# tyron bands?



## coppo (May 27, 2009)

Hi

We've been thinking of getting these fitted. I,ve googled previous threads and there seems to be points for and against. I never realised that you had to take the tyron bands off to get new tyres fitted, i can see this been a bit of a nightmare, especially if abroad.
Do others think they are a waste of money due to the infrequency of blowouts and changing tyres, or a good idea. I got a cost of £323 for 5 tyrons. 
Is it better to get puncture seal put in?

Or just do nothing and make sure tyres are changed every 5/6 years and inspect condition, pressure regularly?

Paul n Caz.


----------



## tinkering (Dec 8, 2007)

*tyres*

For that kind of money Paul you can buy three tyres!

Les :wink: :wink:


----------



## Knauser (May 26, 2005)

You can get a mobile fitting kit for the tyron bands so anyone should in theory be able to change the tyres. Its included free with the tyronassist breakdown scheme.

I have the bands fitted - expensive yes, but after a blowout on the motorway in my previous van at 70mph and extremely lucky it didn't roll over or hit any other vehicle I think its money well spent.


Knauser


----------



## Knauser (May 26, 2005)

You can get a mobile fitting kit for the tyron bands so anyone should in theory be able to change the tyres. Its included free with the tyronassist breakdown scheme.

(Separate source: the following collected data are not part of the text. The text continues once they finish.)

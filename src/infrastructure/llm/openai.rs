use crate::domain::error::DomainError;
use crate::domain::ports::language_model::LanguageModel;
use crate::infrastructure::http::error_for_status;
use reqwest::Client;
use serde::{Deserialize, Serialize};

pub struct OpenAiChatModel {
    client: Client,
    api_key: String,
    model: String,
    base_url: String,
}

#[derive(Serialize)]
struct ChatRequest<'a> {
    model: &'a str,
    messages: [ChatMessage<'a>; 1],
}

#[derive(Serialize)]
struct ChatMessage<'a> {
    role: &'static str,
    content: &'a str,
}

#[derive(Deserialize)]
struct ChatResponse {
    #[serde(default)]
    choices: Vec<ChatChoice>,
}

#[derive(Deserialize)]
struct ChatChoice {
    message: ChatReply,
}

#[derive(Deserialize)]
struct ChatReply {
    content: Option<String>,
}

impl OpenAiChatModel {
    pub fn new(client: Client, api_key: String, model: Option<String>, base_url: Option<String>) -> Self {
        Self {
            client,
            api_key,
            model: model.unwrap_or_else(|| "gpt-4o-mini".to_string()),
            base_url: base_url.unwrap_or_else(|| "https://api.openai.com".to_string()),
        }
    }
}

#[async_trait::async_trait]
impl LanguageModel for OpenAiChatModel {
    fn name(&self) -> &str {
        &self.model
    }

    async fn generate(&self, prompt: &str) -> Result<Option<String>, DomainError> {
        let url = format!("{}/v1/chat/completions", self.base_url.trim_end_matches('/'));
        let resp = self
            .client
            .post(&url)
            .bearer_auth(&self.api_key)
            .json(&ChatRequest {
                model: &self.model,
                messages: [ChatMessage {
                    role: "user",
                    content: prompt,
                }],
            })
            .send()
            .await
            .map_err(|e| DomainError::Completion(format!("OpenAI API error: {e}")))?;

        let resp = error_for_status(resp, "OpenAI").await.map_err(DomainError::Completion)?;
        let result: ChatResponse = resp
            .json()
            .await
            .map_err(|e| DomainError::Parse(format!("Parse error: {e}")))?;

        Ok(result
            .choices
            .into_iter()
            .next()
            .and_then(|c| c.message.content)
            .filter(|t| !t.trim().is_empty()))
    }
}
use crate::domain::error::DomainError;
use reqwest::Client;
use std::time::Duration;

/// Shared HTTP client for outbound provider calls, with a per-request timeout.
pub fn build_client(timeout: Duration) -> Result<Client, DomainError> {
    Client::builder()
        .timeout(timeout)
        .user_agent(concat!("pokefinder/", env!("CARGO_PKG_VERSION")))
        .build()
        .map_err(|e| DomainError::Config(format!("failed to create HTTP client: {e}")))
}

/// Turns a non-2xx response into an error carrying status and body.
pub async fn error_for_status(resp: reqwest::Response, service: &str) -> Result<reqwest::Response, String> {
    if resp.status().is_success() {
        return Ok(resp);
    }
    let status = resp.status();
    let body = resp.text().await.unwrap_or_default();
    Err(format!("{service} API {status}: {body}"))
}
pub mod candidate;
pub mod recommendation;
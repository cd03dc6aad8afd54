use crate::domain::error::DomainError;
use rusqlite::Connection;

pub fn run_migrations(conn: &Connection) -> Result<(), DomainError> {
    conn.execute_batch(
        "
        CREATE TABLE IF NOT EXISTS candidates (
            name TEXT PRIMARY KEY,
            description TEXT NOT NULL,
            embedding BLOB NOT NULL
        );
        ",
    )
    .map_err(|e| DomainError::Database(format!("Migration failed: {e}")))
}
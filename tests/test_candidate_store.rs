use pokefinder::domain::entities::candidate::CandidateRecord;
use pokefinder::domain::ports::candidate_store::CandidateStore;
use pokefinder::infrastructure::sqlite::candidate_store::SqliteCandidateStore;
use pokefinder::infrastructure::sqlite::migrations::run_migrations;
use rusqlite::Connection;

fn setup() -> SqliteCandidateStore {
    let conn = Connection::open_in_memory().unwrap();
    run_migrations(&conn).unwrap();
    SqliteCandidateStore::new(conn)
}

fn record(name: &str, embedding: Vec<f32>) -> CandidateRecord {
    CandidateRecord {
        name: name.into(),
        description: format!("{name} description"),
        embedding,
    }
}

#[test]
fn test_nearest_orders_by_cosine_distance() {
    let store = setup();
    store
        .upsert(&[
            record("Far", vec![0.0, 1.0, 0.0]),
            record("Closest", vec![1.0, 0.05, 0.0]),
            record("Middle", vec![1.0, 1.0, 0.0]),
            record("Opposite", vec![-1.0, 0.0, 0.0]),
        ])
        .unwrap();

    let names: Vec<String> = store
        .nearest(&[1.0, 0.0, 0.0], 3)
        .unwrap()
        .into_iter()
        .map(|c| c.name)
        .collect();
    assert_eq!(names, vec!["Closest", "Middle", "Far"]);
}

#[test]
fn test_nearest_limits_to_k_and_handles_fewer_rows() {
    let store = setup();
    store
        .upsert(&[record("A", vec![1.0, 0.0]), record("B", vec![0.0, 1.0])])
        .unwrap();
    assert_eq!(store.nearest(&[1.0, 0.0], 1).unwrap().len(), 1);
    assert_eq!(store.nearest(&[1.0, 0.0], 3).unwrap().len(), 2);
}

#[test]
fn test_nearest_on_empty_store() {
    let store = setup();
    assert!(store.nearest(&[1.0, 0.0], 3).unwrap().is_empty());
}

#[test]
fn test_nearest_skips_incompatible_vectors() {
    let store = setup();
    store
        .upsert(&[record("Short", vec![1.0, 0.0]), record("Right", vec![1.0, 0.0, 0.0])])
        .unwrap();
    let found = store.nearest(&[1.0, 0.0, 0.0], 3).unwrap();
    assert_eq!(found.len(), 1);
    assert_eq!(found[0].name, "Right");
    assert_eq!(found[0].description, "Right description");
}

#[test]
fn test_upsert_replaces_by_name() {
    let store = setup();
    store.upsert(&[record("Pikachu", vec![1.0, 0.0])]).unwrap();
    store
        .upsert(&[CandidateRecord {
            name: "Pikachu".into(),
            description: "updated".into(),
            embedding: vec![0.0, 1.0],
        }])
        .unwrap();

    assert_eq!(store.count().unwrap(), 1);
    let found = store.nearest(&[0.0, 1.0], 1).unwrap();
    assert_eq!(found[0].description, "updated");
}

#[test]
fn test_stored_dimension() {
    let store = setup();
    assert_eq!(store.stored_dimension().unwrap(), None);
    store.upsert(&[record("A", vec![0.1; 768])]).unwrap();
    assert_eq!(store.stored_dimension().unwrap(), Some(768));
}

I have the bands fitted - expensive yes, but after a blowout on the motorway in my previous van at 70mph and extremely lucky it didn't roll over or hit any other vehicle I think its money well spent.


Knauser


----------



## Sundial (May 11, 2005)

*Tyron Bands*

Just an additional note - if you register with TYRONASSIST (no need to have the bands fitted) at a cost of £65 for three years, they guarantee to be with you within two hours anywhere in the UK. They will either fit your spare for you (no further costs) or fit a new tyre which they will supply, based on the tyres registered (obviously you pay for the tyre).

As our van is heavy, we thought this well worth the money as the usual breakdown services would not have the facility to be able to lift our truck on the roadside.

Sundial


----------